Consensus: How Blockchains Agree

Decentralization sounds simple until you realise every node acts on its own. In a blockchain each node holds its own copy of the ledger and processes data independently. Nodes see transactions at different times, some go offline, some behave incorrectly and some may try to cheat. Without a way to agree the network would split into a thousand truths. Consensus is what keeps all those independent nodes and all those independent ledgers marching in the same direction.

With this, let’s dive in what actually is consensus?

What is Consensus?

Consensus is a way for decentralized blockchain to decide what is the correct state of blockchain should be. Every node has its own view of the world, so the network needs a shared method to agree on one chain, one block, one history. At it’s core consensus solves two major problems -

• If everyone could add blocks whenever they want, who gets to propose the next block which is added to the final chain.
• How do we know which block is the real one? Nodes receive data in different orders, so they need a consistent way to choose the valid chain even when the network is noisy or under attack.

Blockchains also need to deal with Byzantine faults, which is a simple way of saying some nodes can behave unpredictably. They might be offline, buggy, or even dishonest. Consensus has to keep the honest part of the network aligned even when some nodes act weird or go silent.

This is why good consensus mechanisms aim for two core properties: Safety (honest nodes should never accept two different histories) and Liveliness (the network should keep making progress even if some nodes fail or misbehave).

If a blockchain gets both right, the network behaves like one system rather than thousands of independent machines trying their luck.

Now, that we are clear on the goal of consensus - let’s explore how different consensus algorithms actually achieve this.

Consensus has two sides to it -

1. How does the network decide who gets to propose the next block?
2. How does the network decide which chain is the real one when multiple valid chains appear?

So, let’s tackle them one by one!

How are blocks created? (PoS, PoW, PoA)

Proof of Work (PoW)

PoW uses computational effort to decide who gets to propose the next block. Miners race to solve a cryptographic puzzle. The first miner who finds a valid solution wins the right to produce the next block.

How it works?

On a high level -

• Miners collect pending transactions.
• They try to find a hash below a target value.
• Finding it takes real energy and hardware.
• The winner broadcasts their block to the network.
• Nodes verify the block and add it to their chain.

Doing the work is expensive.

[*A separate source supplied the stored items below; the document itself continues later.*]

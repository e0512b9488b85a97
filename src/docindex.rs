//! Implementors index for the documentation browser.
//!
//! Generated tables are registered one module at a time while the registry is
//! collecting. Calling [`ImplementorsRegistry::ready`] freezes the table into an
//! [`ImplementorsIndex`] and hands it to every subscriber, so readers never see
//! a partially registered index.

use std::{collections::BTreeMap, sync::Arc};

use anyhow::{Context, Result, bail};
use dioxus::logger::tracing::info;

type Subscriber = Box<dyn FnOnce(Arc<ImplementorsIndex>)>;

/// Frozen mapping from module name to its pre-rendered implementor fragments.
#[derive(Debug, Clone, Default, PartialEq)]
pub struct ImplementorsIndex {
    table: BTreeMap<String, Vec<String>>,
}

impl ImplementorsIndex {
    /// Fragments registered for `module`, empty when it has none.
    pub fn implementors(&self, module: &str) -> &[String] {
        self.table.get(module).map(Vec::as_slice).unwrap_or_default()
    }

    /// Module names in sorted order.
    pub fn modules(&self) -> impl Iterator<Item = &str> {
        self.table.keys().map(String::as_str)
    }

    pub fn len(&self) -> usize {
        self.table.len()
    }

    pub fn is_empty(&self) -> bool {
        self.table.is_empty()
    }
}

#[derive(Default)]
pub struct ImplementorsRegistry {
    table: BTreeMap<String, Vec<String>>,
    subscribers: Vec<Subscriber>,
    index: Option<Arc<ImplementorsIndex>>,
}

impl ImplementorsRegistry {
    pub fn new() -> Self {
        Self::default()
    }

    pub fn is_ready(&self) -> bool {
        self.index.is_some()
    }

    /// Adds the fragments of one generated file. A module registered twice
    /// keeps the fragments of both calls, in order.
    pub fn register(&mut self, module: impl Into<String>, fragments: Vec<String>) -> Result<()> {
        let module = module.into();
        if self.is_ready() {
            bail!("cannot register implementors for {module}: index is already ready");
        }
        self.table.entry(module).or_default().extend(fragments);
        Ok(())
    }

    /// Registers every module of a generated JSON table of the form
    /// `{ "module": ["<fragment>", ...] }`.
    pub fn register_json(&mut self, json: &str) -> Result<()> {
        let table: BTreeMap<String, Vec<String>> =
            serde_json::from_str(json).context("parsing implementors table")?;
        for (module, fragments) in table {
            self.register(module, fragments)?;
        }
        Ok(())
    }

    /// Runs `f` with the frozen index: at [`ready`](Self::ready), or right away
    /// when the index is already frozen.
    pub fn subscribe(&mut self, f: impl FnOnce(Arc<ImplementorsIndex>) + 'static) {
        match &self.index {
            Some(index) => f(index.clone()),
            None => self.subscribers.push(Box::new(f)),
        }
    }

    pub fn ready(&mut self) -> Result<Arc<ImplementorsIndex>> {
        if self.is_ready() {
            bail!("implementors index is already ready");
        }
        let index = Arc::new(ImplementorsIndex {
            table: std::mem::take(&mut self.table),
        });
        self.index = Some(index.clone());
        info!("implementors index ready with {} modules", index.len());
        for subscriber in self.subscribers.drain(..) {
            subscriber(index.clone());
        }
        Ok(index)
    }
}
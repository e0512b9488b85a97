use anyhow::Context;
use async_trait::async_trait;
use dioxus::logger::tracing::info;

use crate::{AccountCollection, AppSettings};

#[cfg(target_arch = "wasm32")]
mod browser_storage;
#[cfg(not(target_arch = "wasm32"))]
mod file_storage;

#[cfg(target_arch = "wasm32")]
pub use browser_storage::IdbStorage;
#[cfg(not(target_arch = "wasm32"))]
pub use file_storage::FileStorage;

#[cfg(not(target_arch = "wasm32"))]
type AppStorage = file_storage::FileStorage;
#[cfg(target_arch = "wasm32")]
type AppStorage = browser_storage::IdbStorage;

/// Accounts written on first run, when nothing has been stored yet.
const SEED_ACCOUNTS: &str = include_str!("../../assets/accounts.json");

#[async_trait(?Send)]
pub trait Storage {
    async fn save_settings(&self, settings: &AppSettings) -> anyhow::Result<()>;
    async fn load_settings(&self) -> anyhow::Result<Option<AppSettings>>;
    async fn save_accounts(&self, accounts: &AccountCollection) -> anyhow::Result<()>;
    async fn load_accounts(&self) -> anyhow::Result<Option<AccountCollection>>;
}

/// Loads the stored accounts. When none are stored yet, parses `seed`, stores
/// it and returns it. An empty stored collection is kept as is.
pub async fn load_or_seed_accounts(
    storage: &impl Storage,
    seed: &str,
) -> anyhow::Result<AccountCollection> {
    if let Some(accounts) = storage.load_accounts().await? {
        return Ok(accounts);
    }
    let accounts: AccountCollection =
        serde_json::from_str(seed).context("parsing seed accounts")?;
    info!("seeding {} accounts", accounts.len());
    storage.save_accounts(&accounts).await?;
    Ok(accounts)
}

/// [`load_or_seed_accounts`] with the bundled sample accounts.
pub async fn load_accounts_or_default(storage: &impl Storage) -> anyhow::Result<AccountCollection> {
    load_or_seed_accounts(storage, SEED_ACCOUNTS).await
}

#[cfg(not(target_arch = "wasm32"))]
pub async fn get_storage() -> anyhow::Result<AppStorage> {
    use directories_next::ProjectDirs;
    use std::path::PathBuf;

    let base = if let Some(proj_dirs) = ProjectDirs::from("com", "N K", "accountsel") {
        proj_dirs.config_dir().to_path_buf()
    } else {
        PathBuf::from(".")
    };
    tokio::fs::create_dir_all(&base).await?;
    let storage = AppStorage::new(base);
    Ok(storage)
}

#[cfg(target_arch = "wasm32")]
pub async fn get_storage() -> anyhow::Result<AppStorage> {
    let storage = AppStorage::new().await?;
    Ok(storage)
}
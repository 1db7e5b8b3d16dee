mod api;
mod cli;
mod config;
mod db;
mod error;
mod insights;
mod ledger;
mod notify;
mod server;

use anyhow::Result;
use chrono::NaiveDate;
use clap::{Parser, Subcommand};
use tracing_subscriber::EnvFilter;

use cli::report::ReportKind;

#[derive(Parser)]
#[command(name = "questlog", version, about = "Gamified habit tracker — quests, XP, and streaks")]
struct Cli {
    #[command(subcommand)]
    command: Command,
}

#[derive(Subcommand)]
enum Command {
    /// Start the HTTP API server
    Serve,
    /// Seed the global quest catalog
    Seed,
    /// Show lifetime statistics
    Stats,
    /// Render a notification email (check-in, weekly, inactive)
    Report {
        #[arg(value_enum)]
        kind: ReportKind,
    },
    /// Rebuild aggregates and profile from the completion ledger
    Recompute,
    /// Remove all completions and the aggregate for one date
    ResetDay {
        /// Date to reset (YYYY-MM-DD)
        date: NaiveDate,
    },
}

#[tokio::main]
async fn main() -> Result<()> {
    let cli = Cli::parse();

    // Load config (for log level)
    let config = config::QuestlogConfig::load()?;

    // Initialize tracing with the configured log level, on stderr so CLI
    // output stays clean.
    let filter = EnvFilter::try_new(&config.server.log_level)
        .unwrap_or_else(|_| EnvFilter::new("info"));
    tracing_subscriber::fmt()
        .with_env_filter(filter)
        .with_writer(std::io::stderr)
        .init();

    match cli.command {
        Command::Serve => {
            server::serve(config).await?;
        }
        Command::Seed => {
            cli::seed::seed(&config)?;
        }
        Command::Stats => {
            cli::stats::stats(&config)?;
        }
        Command::Report { kind } => {
            cli::report::report(&config, kind)?;
        }
        Command::Recompute => {
            cli::maintenance::recompute(&config)?;
        }
        Command::ResetDay { date } => {
            cli::maintenance::reset(&config, date)?;
        }
    }

    Ok(())
}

Verifying the work is cheap, and all of this happens pretty quickly. For example - Bitcoin (PoW) targets to create block in around 10 minutes . Verification takes around milliseconds and propogation take around 1-2 seconds.

It has it’s strength and weaknesses -

• Strength - Permissionless (anyone can join the network, participate in block production, send transactions, or run a node without needing approval from any authority) and highly secure as long as the majority of mining power is honest.
• Weakness - Energy intensive. Slow. Vulnerable to 51 percent attacks if mining becomes centralized (in a developed Blockchain like Bitcoin - this is not feasible because of the cost associated with getting the majority).

Example of Proof of Work Blockchains - Bitcoin, Litecoin/Dogecoin, Monero, etc.

Proof of Stake (PoS)

PoS uses economic weight (some stake) instead of energy to decide who gets to propose the next block. Validators lock up some of their tokens as stake, and the protocol selects a proposer based on this staked amount. The larger the stake, the higher the chance of being chosen.

How it works?

On a high level -

• Validators lock up tokens as stake.
• The protocol randomly selects one validator to propose the next block, usually weighted by stake.
• The selected validator creates the block and broadcasts it to the network.
• Other validators check the block and attach their signatures.
• Once enough signatures are collected, the block is accepted and added to the chain.

The entire process is fast and efficient because nodes are only verifying signatures and basic block checks. Most modern PoS chains produce blocks within a few seconds. For example - Ethereum PoS creates a block every 12 seconds and Solana targets around 400 milliseconds per block.

It has it’s strength and weaknesses -

• Strength - Energy efficient, fast, and scalable. Anyone with stake can become a validator, making the system permissionless while reducing hardware requirements. Strong economic incentives encourage validators to behave honestly because stake can be lost if they misbehave.
• Weakness - Requires careful design to avoid issues like long-range scenarios or misaligned incentives. Also depends on a healthy distribution of stake so that no small group controls too much voting power.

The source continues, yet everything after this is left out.